Participants opened the plenary session with a moment of silence and offered condolences to those affected by the historic flooding that has devastated northern and central Thailand’s communities and ecosystems. The participants also recognized the continued courage and determination of the Royal Thai Government, emergency workers, and volunteers in rebuilding efforts and extended their support to other Asia-Pacific partners in Christchurch, Sendai, and other Asian communities that have similarly suffered from natural disasters over the past year. Through our commitment, compassion, and resilience, we will rebuild.
Cross-Border Threats: Fighting Networks with Networks
The Phuket workshop continued to advance the strategic objectives from the inaugural Trans-Pacific Symposium on Dismantling Transnational Illicit Networks hosted by the United States in Hawaii from 9-12 November 2009, which was co-organized by the governments of Australia and New Zealand. In 2010, the second Trans-Pacific workshop was held in Christchurch, New Zealand, co-hosted by the governments of New Zealand and the United States. APEC also embarked on a dialogue on combating corruption and illicit trade in Singapore (2009), Sendai, Japan (2010), and in 2011 in Washington, DC and San Francisco, CA.
This year’s Trans-Pacific workshop highlighted the importance of inter-regional partnerships to combat corruption and illicit trade, sharing information and best practices in meeting regional challenges. Discussion focused on the urgency of targeting the web of crime and corruption across borders including: narcotics trafficking; falsified/counterfeit medicines; environmental crimes such as illegal logging and associated trade and trafficking in wildlife; and corruption and money laundering that facilitates illicit trade.

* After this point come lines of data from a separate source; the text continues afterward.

#[macro_use]
extern crate log;
#[macro_use]
extern crate derive_builder;
#[macro_use]
extern crate lazy_static;

pub mod browser_controller;
pub mod capturer;
pub mod checkpoint;
pub mod classifier;
pub mod document;
pub mod exporter;
pub mod extractor;
pub mod logging;
pub mod scraper;
pub mod types;
pub mod utils;
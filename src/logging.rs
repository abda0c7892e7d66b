use std::{
    fs::OpenOptions,
    io::{self, Write},
    path::Path,
};

use anyhow::Context;
use env_logger::{Builder, Env, Target};

/// Sends every log line to stderr and appends it to the run log.
struct Tee<W: Write> {
    file: W,
}

impl<W: Write> Write for Tee<W> {
    fn write(&mut self, buf: &[u8]) -> io::Result<usize> {
        io::stderr().write_all(buf)?;
        self.file.write_all(buf)?;
        Ok(buf.len())
    }

    fn flush(&mut self) -> io::Result<()> {
        io::stderr().flush()?;
        self.file.flush()
    }
}

/// `RUST_LOG` picks the level, `info` otherwise.
pub fn init(log_file: &Path) -> anyhow::Result<()> {
    let file = OpenOptions::new()
        .create(true)
        .append(true)
        .open(log_file)
        .context(format!("could not open log file {:?}", log_file))?;

    Builder::from_env(Env::default().default_filter_or("info"))
        .format_timestamp_secs()
        .target(Target::Pipe(Box::new(Tee { file })))
        .try_init()
        .context("logger already initialised")?;
    Ok(())
}
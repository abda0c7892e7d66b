use std::{fs, path::Path};

use crate::{
    browser_controller::Page,
    types::{Region, Screenshots},
};

/// Raw PNG bytes per region; `None` where the region could not be captured.
#[derive(Debug, Default)]
pub struct CaptureSet {
    pub full: Option<Vec<u8>>,
    pub hero: Option<Vec<u8>>,
    pub content: Option<Vec<u8>>,
    pub features: Option<Vec<u8>>,
}

impl CaptureSet {
    fn slot(&mut self, region: Region) -> &mut Option<Vec<u8>> {
        match region {
            Region::Full => &mut self.full,
            Region::Hero => &mut self.hero,
            Region::Content => &mut self.content,
            Region::Features => &mut self.features,
        }
    }

    pub fn get(&self, region: Region) -> Option<&Vec<u8>> {
        match region {
            Region::Full => self.full.as_ref(),
            Region::Hero => self.hero.as_ref(),
            Region::Content => self.content.as_ref(),
            Region::Features => self.features.as_ref(),
        }
    }

    pub fn len(&self) -> usize {
        Region::ALL.iter().filter(|r| self.get(**r).is_some()).count()
    }

    pub fn is_empty(&self) -> bool {
        self.len() == 0
    }
}

pub fn anchor(region: Region) -> &'static str {
    match region {
        Region::Full => "main",
        Region::Hero => ".tool-detail-header",
        Region::Content => ".tool-detail-information",
        Region::Features => ".features-list",
    }
}

/// Best-effort capture of every region. Never fails: problems are logged and
/// the region is left empty, except `full` which falls back to the viewport.
pub fn capture(page: &dyn Page) -> CaptureSet {
    let mut set = CaptureSet::default();
    let url = page.url();

    for region in Region::ALL {
        let shot = match page.screenshot_element(anchor(region)) {
            Ok(shot) => shot,
            Err(e) => {
                warn!("{} screenshot failed for {}: {}", region.suffix(), url, e);
                None
            }
        };
        *set.slot(region) = shot;
    }

    if set.full.is_none() {
        debug!("no {} anchor on {}, capturing viewport", anchor(Region::Full), url);
        match page.screenshot_viewport() {
            Ok(png) => set.full = Some(png),
            Err(e) => warn!("viewport screenshot failed for {}: {}", url, e),
        }
    }

    set
}

/// Writes the captured regions as `<dir>/<slug>_<region>.png` and returns their paths.
pub fn store(set: &CaptureSet, slug: &str, dir: &Path) -> Screenshots {
    let mut screenshots = Screenshots::default();
    if set.is_empty() {
        return screenshots;
    }
    if let Err(e) = fs::create_dir_all(dir) {
        warn!("could not create screenshot dir {:?}: {}", dir, e);
        return screenshots;
    }

    for region in Region::ALL {
        let png = match set.get(region) {
            Some(png) => png,
            None => continue,
        };
        let path = dir.join(format!("{}_{}.png", slug, region.suffix()));
        match fs::write(&path, png) {
            Ok(_) => screenshots.set(region, Some(path.to_string_lossy().to_string())),
            Err(e) => warn!("could not save screenshot {:?}: {}", path, e),
        }
    }
    screenshots
}
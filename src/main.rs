use std::{
    path::PathBuf,
    sync::{atomic::AtomicBool, Arc},
    time::Duration,
};

use anyhow::{anyhow, Context};
use clap::Parser;
use log::debug;
use signal_hook::consts::{SIGINT, SIGTERM};
use toolify_scraper::{
    browser_controller::BrowserController,
    exporter, logging,
    scraper::{Scraper, ScraperOptions},
    types::{RunMode, ScraperError},
    utils::LOG_FILE,
};

// detail pages show the information block, listing pages the tool cards
const READY_SELECTOR: &str = ".tool-detail-information, .tool-item";

#[derive(Parser, Debug, Clone)]
#[command(author, version, about = "Toolify AI tools scraper", long_about = None)]
struct Args {
    /// Scrape a single listing page and at most five tools
    #[arg(long, conflicts_with = "resume")]
    test: bool,
    /// Continue from the checkpoint of an interrupted run
    #[arg(long)]
    resume: bool,
    /// Convert an exported JSON file to CSV and exit
    #[arg(
        long,
        num_args = 2,
        value_names = ["INPUT_JSON", "OUTPUT_CSV"],
        conflicts_with_all = ["test", "resume", "fresh"]
    )]
    convert: Option<Vec<PathBuf>>,
    /// Delete an existing checkpoint and start over
    #[arg(long, conflicts_with = "resume")]
    fresh: bool,
    /// First listing page, defaults to $TOOLIFY_BASE_URL or the advertising category
    #[arg(long)]
    url: Option<String>,
    /// Directory for the exports, checkpoint, log and screenshots
    #[arg(short = 'd', long, default_value = ".")]
    output_dir: PathBuf,
    /// Highest listing page to visit
    #[arg(short = 'p', long)]
    max_pages: Option<u32>,
    /// Milliseconds to wait between two page loads
    #[arg(long, default_value_t = 1000)]
    delay: u64,
    /// Number of retries per page that fails to load
    #[arg(short = 'r', long, default_value_t = 2)]
    retries: usize,
    /// Maximum time in seconds the browser waits for an event before timing out
    #[arg(long, default_value_t = 45)]
    browser_timeout: u64,
    /// Show the browser window
    #[arg(long)]
    headful: bool,
}

#[tokio::main]
async fn main() -> anyhow::Result<()> {
    let args = Args::parse();

    std::fs::create_dir_all(&args.output_dir).context(format!(
        "could not create output directory {:?}",
        args.output_dir
    ))?;
    logging::init(&args.output_dir.join(LOG_FILE))?;

    if let Some(paths) = &args.convert {
        let (input, output) = match paths.as_slice() {
            [input, output] => (input, output),
            _ => return Err(anyhow!("--convert takes an input json and an output csv")),
        };
        let rows = exporter::convert(input, output)
            .context(format!("could not convert {:?}", input))?;
        println!("converted {} tools from {:?} to {:?}", rows, input, output);
        return Ok(());
    }

    let mode = if args.test {
        RunMode::Test
    } else if args.resume {
        RunMode::Resume
    } else {
        RunMode::Full
    };

    let mut builder = ScraperOptions::default_builder();
    builder
        .output_dir(args.output_dir.clone())
        .max_pages(args.max_pages)
        .request_delay_ms(args.delay)
        .retries(args.retries)
        .fresh(args.fresh);
    if let Some(url) = &args.url {
        builder.listing_url(url.clone());
    }
    let options = builder.build()?;

    debug!("Starting scraper with {:#?}", args);

    let should_terminate = Arc::new(AtomicBool::new(false));
    signal_hook::flag::register(SIGTERM, Arc::clone(&should_terminate))?;
    signal_hook::flag::register(SIGINT, Arc::clone(&should_terminate))?;

    let browser = BrowserController::new(Duration::from_secs(args.browser_timeout), !args.headful)?
        .wait_for(READY_SELECTOR);
    let scraper = Scraper::new(browser, options, should_terminate);
    let summary = scraper.run(mode).await?;

    println!(
        "{} tools saved to {:?} ({} new, {} failed, {} skipped) in {:.1}s",
        summary.count,
        scraper.options().json_path(),
        summary.succeeded,
        summary.failed(),
        summary.skipped,
        summary.duration.as_secs_f64()
    );

    if summary.interrupted {
        return Err(ScraperError::EarlyTermination).context("run with --resume to continue");
    }
    if summary.incomplete {
        return Err(anyhow!(
            "stopped at listing page {} which could not be loaded, run with --resume to continue",
            summary.last_page + 1
        ));
    }
    Ok(())
}
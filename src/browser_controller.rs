use anyhow::{anyhow, Context, Result};
use headless_chrome::protocol::cdp::Page::CaptureScreenshotFormatOption;
use headless_chrome::{browser::default_executable, Browser as ChromeProcess, LaunchOptions, Tab};
use std::sync::Arc;
use std::time::Duration;
use sysinfo::{Pid, PidExt, ProcessExt, System, SystemExt};

use crate::types::ScraperError;

/// Opens pages. One implementation drives Chrome, tests use an in-memory one.
pub trait Browser {
    fn open(&self, url: &str) -> Result<Box<dyn Page>, ScraperError>;
}

/// A rendered page the scraper reads and photographs.
pub trait Page {
    fn url(&self) -> String;
    fn content(&self) -> Result<String, ScraperError>;
    /// PNG of the element's bounding box, `None` when it is missing or has no size.
    fn screenshot_element(&self, selector: &str) -> Result<Option<Vec<u8>>, ScraperError>;
    fn screenshot_viewport(&self) -> Result<Vec<u8>, ScraperError>;
}

fn get_scroll_script(interval_ms: u64) -> String {
    format!(
        r#" new Promise((resolve) => {{
            var totalHeight = 0;
            var distance = 200;
            var timer = setInterval(() => {{
                var scrollHeight = document.body.scrollHeight;
                window.scrollBy(0, distance);
                totalHeight += distance;

                if(totalHeight >= scrollHeight - window.innerHeight){{
                    clearInterval(timer);
                    window.scrollTo(0, 0);
                    resolve("ok");
                }}
            }}, {});
        }});"#,
        interval_ms
    )
}

pub struct BrowserController {
    browser: ChromeProcess,
    tab: Arc<Tab>,
    ready_selector: Option<String>,
    timeout: Duration,
}

impl BrowserController {
    pub fn new(timeout: Duration, headless: bool) -> Result<Self> {
        let is_docker = std::env::var("IN_DOCKER").is_ok();
        let path = default_executable().map_err(|e| anyhow!("could not find chrome: {}", e))?;
        let options = LaunchOptions::default_builder()
            .path(Some(path))
            .headless(headless)
            .window_size(Some((1280, 800)))
            .idle_browser_timeout(timeout * 4)
            // warning only do this if in docker env
            .sandbox(!is_docker)
            .build()
            .map_err(|e| anyhow!("invalid launch options: {}", e))?;
        let browser = ChromeProcess::new(options).context("browser launching error")?;
        let tab = browser.new_tab().context("could not create new tab")?;
        tab.set_default_timeout(timeout);

        Ok(BrowserController {
            browser,
            tab,
            ready_selector: None,
            timeout,
        })
    }

    /// Selector waited for after each navigation before the page counts as loaded.
    pub fn wait_for(mut self, selector: &str) -> Self {
        self.ready_selector = Some(selector.to_string());
        self
    }

    pub fn kill(&self) -> bool {
        let pid = match self.browser.get_process_id() {
            Some(pid) => pid,
            None => return false,
        };
        let mut s = System::new();
        s.refresh_processes();
        if let Some(process) = s.process(Pid::from_u32(pid)) {
            debug!("killing process with id {}", pid);
            return process.kill();
        }
        false
    }
}

impl Browser for BrowserController {
    fn open(&self, url: &str) -> Result<Box<dyn Page>, ScraperError> {
        debug!("navigating to {}", url);
        let nv = self
            .tab
            .navigate_to(url)
            .map_err(|e| ScraperError::navigation(url, e))?;
        if let Err(e) = nv.wait_until_navigated() {
            // we wait one more timeout
            warn!("error waiting for navigation to {}, retrying {}", url, e);
            nv.wait_until_navigated()
                .map_err(|e| ScraperError::navigation(url, e))?;
        }

        if let Some(selector) = &self.ready_selector {
            if let Err(e) = self
                .tab
                .wait_for_element_with_custom_timeout(selector, self.timeout)
            {
                // the page rendered but without the expected anchor, extraction decides
                warn!("{} never showed {}: {}", url, selector, e);
            }
        }

        debug!("scrolling....");
        if let Err(e) = self.tab.evaluate(&get_scroll_script(50), true) {
            warn!("scrolling for url {} failed {}", url, e);
        }
        debug!("scrolling ended");

        Ok(Box::new(ChromePage {
            tab: self.tab.clone(),
        }))
    }
}

impl Drop for BrowserController {
    fn drop(&mut self) {
        debug!("killing browser process...");
        self.kill();
    }
}

pub struct ChromePage {
    tab: Arc<Tab>,
}

impl Page for ChromePage {
    fn url(&self) -> String {
        self.tab.get_url()
    }

    fn content(&self) -> Result<String, ScraperError> {
        self.tab
            .get_content()
            .map_err(|e| ScraperError::navigation(&self.tab.get_url(), e))
    }

    fn screenshot_element(&self, selector: &str) -> Result<Option<Vec<u8>>, ScraperError> {
        let element = match self.tab.find_element(selector) {
            Ok(el) => el,
            Err(_) => return Ok(None),
        };
        let model = element
            .get_box_model()
            .map_err(|e| ScraperError::Capture(format!("box model of {}: {}", selector, e)))?;
        if model.width <= 0.0 || model.height <= 0.0 {
            return Ok(None);
        }
        element
            .capture_screenshot(CaptureScreenshotFormatOption::Png)
            .map(Some)
            .map_err(|e| ScraperError::Capture(format!("{}: {}", selector, e)))
    }

    fn screenshot_viewport(&self) -> Result<Vec<u8>, ScraperError> {
        self.tab
            .capture_screenshot(CaptureScreenshotFormatOption::Png, None, None, true)
            .map_err(|e| ScraperError::Capture(format!("viewport: {}", e)))
    }
}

Increasingly sophisticated and organized criminal entrepreneurs and transnational illicit networks are fuelling greater insecurity and instability across our economies, threatening our communities, and endangering the health and safety of our people. Over the past two decades, criminal entrepreneurs and transnational illicit networks have expanded in size, scope, and impact. Transnational criminal organizations exploit illicit financial hubs and trade routes to penetrate licit markets, leveraging the technological, financial, and communications advances of globalization to further their illicit activities. This results in billions of dollars of lost revenue for governments. The convergence of these networks is of particular concern today, as their confluence threatens commercial, transportation, and other systems that facilitate free trade and the movement of people throughout the global economy. These converging threats jeopardize governance, development, security, and the integrity of markets and supply chains.
Participants agreed that transnational crime and corruption threaten many of our mutually-shared interests. The convergence of illicit markets continues to poison legitimate supply chains, economies, and communities with low-quality counterfeits and products made of illegal timber. The trade in inherently illicit goods such as narcotics and endangered wildlife and their parts endanger state authority and governance.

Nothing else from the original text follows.